Fatigue failures are most typically caused by the over-deflection of the tire as a result of under-inflation and/or overloading. Over-deflection will produce evidence on the tire such as darkening of the inside wall of the tire, wrinkling of the inside wall of the tire, and heavy abrasions on both the inside and the outside wall of the tire.

Fatigue failures can also result from other conditions such as severe steering or axle misalignment. Alignment conditions can cause a tire to scuff under normal operation. Constant and severe scuffing of a tire will generate heat and will fatigue the tire. If scuffing caused by misalignment exists, it will be evidenced by irregular wear patterns on the tire tread.

Impacts to the tread surface of the tire can weaken or break the tire's structure. Impacts are characterized as a "severe, concentrated impact with a foreign object, curb or pothole". Sources also report that "total tire failure could be immediate or delayed depending upon the severity of the impact." Impacts to the tread area of the tire create a break across the tire crown with corresponding perpendicular breaks in the tire sidewall.

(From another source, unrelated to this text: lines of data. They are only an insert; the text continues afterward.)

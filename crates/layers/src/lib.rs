pub mod layer;
pub mod memory;
pub mod resources;
pub mod surface;
pub mod symbology;
pub mod vector;

pub use layer::*;
pub use memory::*;
pub use resources::*;
pub use surface::*;
pub use symbology::*;
pub use vector::*;
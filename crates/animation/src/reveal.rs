use foundation::math::GeoPoint;
use routes::{Route, append_split_parts};

/// Where the reveal stands at a given elapsed time.
#[derive(Debug, Copy, Clone, PartialEq)]
pub struct RevealProgress {
    pub segment_index: usize,
    pub fraction: f64,
    pub complete: bool,
}

/// Maps the reveal clock onto a segment index and in-segment fraction.
///
/// `elapsed_ms` is clamped to `[0, segment_count * per_segment_ms]`. At the
/// end the last segment reports fraction 1.
pub fn reveal_progress(elapsed_ms: f64, per_segment_ms: f64, segment_count: usize) -> RevealProgress {
    if segment_count == 0 || per_segment_ms <= 0.0 {
        return RevealProgress {
            segment_index: 0,
            fraction: 1.0,
            complete: true,
        };
    }
    let total = per_segment_ms * segment_count as f64;
    let elapsed = elapsed_ms.clamp(0.0, total);
    if elapsed >= total {
        return RevealProgress {
            segment_index: segment_count - 1,
            fraction: 1.0,
            complete: true,
        };
    }
    let index = ((elapsed / per_segment_ms).floor() as usize).min(segment_count - 1);
    let fraction = ((elapsed - index as f64 * per_segment_ms) / per_segment_ms).clamp(0.0, 1.0);
    RevealProgress {
        segment_index: index,
        fraction,
        complete: false,
    }
}

/// The drawn route at `progress`: all earlier segments in full plus the
/// revealed prefix of the current one, split at the antimeridian.
pub fn revealed_lines(route: &Route, progress: RevealProgress) -> Vec<Vec<GeoPoint>> {
    if progress.complete {
        return route.full_lines().to_vec();
    }
    let segments = route.segments();
    let current = progress.segment_index.min(segments.len().saturating_sub(1));

    let mut lines = Vec::new();
    for segment in &segments[..current] {
        append_split_parts(&mut lines, segment.points());
    }
    if let Some(segment) = segments.get(current) {
        append_split_parts(&mut lines, segment.revealed_prefix(progress.fraction));
    }
    lines
}

#[cfg(test)]
mod tests {
    use super::{RevealProgress, reveal_progress, revealed_lines};
    use crate::test_support::default_route;
    use pretty_assertions::assert_eq;

    #[test]
    fn progress_at_start_and_end() {
        assert_eq!(
            reveal_progress(0.0, 900.0, 8),
            RevealProgress {
                segment_index: 0,
                fraction: 0.0,
                complete: false
            }
        );
        let end = reveal_progress(7200.0, 900.0, 8);
        assert!(end.complete);
        assert_eq!(end.segment_index, 7);
        assert_eq!(end.fraction, 1.0);
    }

    #[test]
    fn progress_is_clamped() {
        assert_eq!(reveal_progress(-50.0, 900.0, 8).segment_index, 0);
        assert!(reveal_progress(1.0e9, 900.0, 8).complete);
    }

    #[test]
    fn mid_segment_progress() {
        let p = reveal_progress(900.0 * 2.5, 900.0, 8);
        assert_eq!(p.segment_index, 2);
        assert!((p.fraction - 0.5).abs() < 1e-12);
        assert!(!p.complete);
    }

    #[test]
    fn zero_elapsed_draws_first_point_only() {
        let route = default_route();
        let lines = revealed_lines(&route, reveal_progress(0.0, 900.0, route.segment_count()));
        let first = route.first_point().expect("first point");
        assert_eq!(lines, vec![vec![first]]);
    }

    #[test]
    fn complete_reveal_is_full_route() {
        let route = default_route();
        let lines = revealed_lines(&route, reveal_progress(7200.0, 900.0, route.segment_count()));
        assert_eq!(lines, route.full_lines().to_vec());
    }

    #[test]
    fn revealed_vertex_count_grows_with_time() {
        let route = default_route();
        let count = route.segment_count();
        let mut previous = 0;
        for step in 0..=72 {
            let progress = reveal_progress(step as f64 * 100.0, 900.0, count);
            let vertices: usize = revealed_lines(&route, progress).iter().map(Vec::len).sum();
            assert!(vertices >= previous, "step {step}: {vertices} < {previous}");
            previous = vertices;
        }
    }

    #[test]
    fn revealed_lines_never_jump_the_dateline() {
        let route = default_route();
        let count = route.segment_count();
        for step in 0..=72 {
            let progress = reveal_progress(step as f64 * 100.0, 900.0, count);
            for line in revealed_lines(&route, progress) {
                assert!(!line.is_empty());
                for pair in line.windows(2) {
                    assert!((pair[1].lon_deg - pair[0].lon_deg).abs() <= 180.0);
                }
            }
        }
    }
}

Tire aging is a commonly cited cause of tread separations. Tires, like any other rubber product, have a limited service life. Mercedes-Benz says "Tires undergo an aging process even when they are not in use... The rubber parts become less elastic, the steel webbing inside the tire corrodes and the rubber mixture of which the tread is formed hardens." Long existing standards warn of the hazards of using old tires and indicate that a tire that is six years old or more needs to be inspected. More recent standards require that tires six years old or more not be installed on a vehicle and that tires ten years old should be taken out of service.

Internal rusting is a well-known cause of tire failure. Rusting of the steel cables in the tire occurs as a result of injuries and age cracks that expose the steel to contaminants such as water and road deicers. For this reason, tire repair standards require that a repair not only seal an injury to prevent inflation air from escaping the tire but also seal the injury to prevent contaminants from entering the tire casing. Rusting of a tire's steel cables weakens the steel and weakens the bonding of the steel to the rubber. A tire weakened from rust will ultimately fail by tread separation.

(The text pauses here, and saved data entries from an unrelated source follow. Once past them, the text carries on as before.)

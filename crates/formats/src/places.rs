use std::collections::BTreeMap;
use std::fs;
use std::path::Path;

use foundation::math::GeoPoint;
use serde_json::{Map, Value};
use thiserror::Error;

#[derive(Debug, Error)]
pub enum PlaceTableError {
    #[error("I/O error: {0}")]
    Io(#[from] std::io::Error),
    #[error("JSON parse error: {0}")]
    Parse(#[from] serde_json::Error),
    #[error("expected a GeoJSON FeatureCollection or an array of features")]
    NotAFeatureCollection,
}

/// Why a feature did not make it into the table.
#[derive(Debug, Clone, PartialEq, Eq)]
pub enum SkipReason {
    NotAnObject,
    MissingName,
    NotAPoint,
    BadCoordinates,
    DuplicateName(String),
}

/// Named positions loaded from a GeoJSON point collection.
///
/// Only features with `properties.name` and a `Point` geometry are kept;
/// anything else is recorded in [`PlaceTable::skipped`]. The first feature
/// wins when a name repeats.
#[derive(Debug, Clone, Default, PartialEq)]
pub struct PlaceTable {
    places: BTreeMap<String, GeoPoint>,
    skipped: Vec<(usize, SkipReason)>,
}

impl PlaceTable {
    pub fn from_geojson_str(payload: &str) -> Result<Self, PlaceTableError> {
        let value: Value = serde_json::from_str(payload)?;
        Self::from_geojson_value(&value)
    }

    pub fn load(path: impl AsRef<Path>) -> Result<Self, PlaceTableError> {
        let payload = fs::read_to_string(path)?;
        Self::from_geojson_str(&payload)
    }

    pub fn from_geojson_value(value: &Value) -> Result<Self, PlaceTableError> {
        let features = match value {
            Value::Array(items) => items,
            Value::Object(obj) => {
                let ty = obj.get("type").and_then(|v| v.as_str());
                if ty != Some("FeatureCollection") {
                    return Err(PlaceTableError::NotAFeatureCollection);
                }
                obj.get("features")
                    .and_then(|v| v.as_array())
                    .ok_or(PlaceTableError::NotAFeatureCollection)?
            }
            _ => return Err(PlaceTableError::NotAFeatureCollection),
        };

        let mut table = PlaceTable::default();
        for (index, feature) in features.iter().enumerate() {
            match parse_place(feature) {
                Ok((name, point)) => {
                    if table.places.contains_key(&name) {
                        table.skipped.push((index, SkipReason::DuplicateName(name)));
                    } else {
                        table.places.insert(name, point);
                    }
                }
                Err(reason) => table.skipped.push((index, reason)),
            }
        }
        Ok(table)
    }

    pub fn from_places(places: impl IntoIterator<Item = (String, GeoPoint)>) -> Self {
        Self {
            places: places.into_iter().collect(),
            skipped: Vec::new(),
        }
    }

    pub fn get(&self, name: &str) -> Option<GeoPoint> {
        self.places.get(name).copied()
    }

    pub fn len(&self) -> usize {
        self.places.len()
    }

    pub fn is_empty(&self) -> bool {
        self.places.is_empty()
    }

    pub fn places(&self) -> &BTreeMap<String, GeoPoint> {
        &self.places
    }

    pub fn skipped(&self) -> &[(usize, SkipReason)] {
        &self.skipped
    }

    /// Names from `wanted` that the table cannot resolve, in order.
    pub fn missing<'a>(&self, wanted: &'a [String]) -> Vec<&'a str> {
        wanted
            .iter()
            .filter(|name| !self.places.contains_key(name.as_str()))
            .map(String::as_str)
            .collect()
    }

    pub fn to_geojson_value(&self) -> Value {
        let features = self
            .places
            .iter()
            .map(|(name, p)| {
                let mut props = Map::new();
                props.insert("name".to_string(), Value::String(name.clone()));
                crate::geojson::point_feature(*p, props)
            })
            .collect();
        crate::geojson::feature_collection(features)
    }
}

fn parse_place(feature: &Value) -> Result<(String, GeoPoint), SkipReason> {
    let obj = feature.as_object().ok_or(SkipReason::NotAnObject)?;
    let name = obj
        .get("properties")
        .and_then(|p| p.get("name"))
        .and_then(|n| n.as_str())
        .map(str::trim)
        .filter(|n| !n.is_empty())
        .ok_or(SkipReason::MissingName)?;

    let geometry = obj.get("geometry").ok_or(SkipReason::NotAPoint)?;
    // Tolerate tables that omit the geometry type but carry point coordinates.
    match geometry.get("type").and_then(|t| t.as_str()) {
        Some("Point") | None => {}
        Some(_) => return Err(SkipReason::NotAPoint),
    }

    let coords = geometry
        .get("coordinates")
        .and_then(|c| c.as_array())
        .ok_or(SkipReason::BadCoordinates)?;
    let (Some(lon), Some(lat)) = (
        coords.first().and_then(Value::as_f64),
        coords.get(1).and_then(Value::as_f64),
    ) else {
        return Err(SkipReason::BadCoordinates);
    };
    if !(-180.0..=180.0).contains(&lon) || !(-90.0..=90.0).contains(&lat) {
        return Err(SkipReason::BadCoordinates);
    }

    Ok((name.to_string(), GeoPoint::new(lon, lat)))
}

Retread failures are misunderstood. The common perception is that retreads have adhesion-related problems that result in the loss of tread from the tire casing. In reality, this type of adhesion failure is very uncommon. Adhesion failures in a retread tire are generally localized and result in the tire tread coming off in small pieces. When these pieces of the pre-cure retread separate from the tire, no steel will be contained in the separated rubber.

The tire retread industry accepts the use of retreads on steer axles if specific guidelines are met and a tire is certified for use on a steer axle by the retreader. According to a retread industry association, TIA (Tire Industry Association), the retread identification code should contain an F1 after the date code to indicate that a retread tire has been certified for use on a steer axle. The standards for certification of a retreaded tire for use on a steer axle are conditional and exclude the use of tires with certain identifiable casing defects. Additionally, these standards only promote the use of retreads in short-haul, low-speed, high-wear/short-tread-life operations.

Service failures that occur during the mounting, inflating, and handling of tires and wheels commonly cause catastrophic and fatal injuries to tire mechanics. Inflated tires contain a large amount of potential energy and a rapid release of that energy can injure anyone in the trajectory of the escaping air and objects propelled by the escaping air. All tires pose some risk, but the larger higher-pressured tires are more dangerous than smaller lower-pressured tires. This regulation has specific guidelines for handling tires and also requires that anyone handling large tires receive tire service training.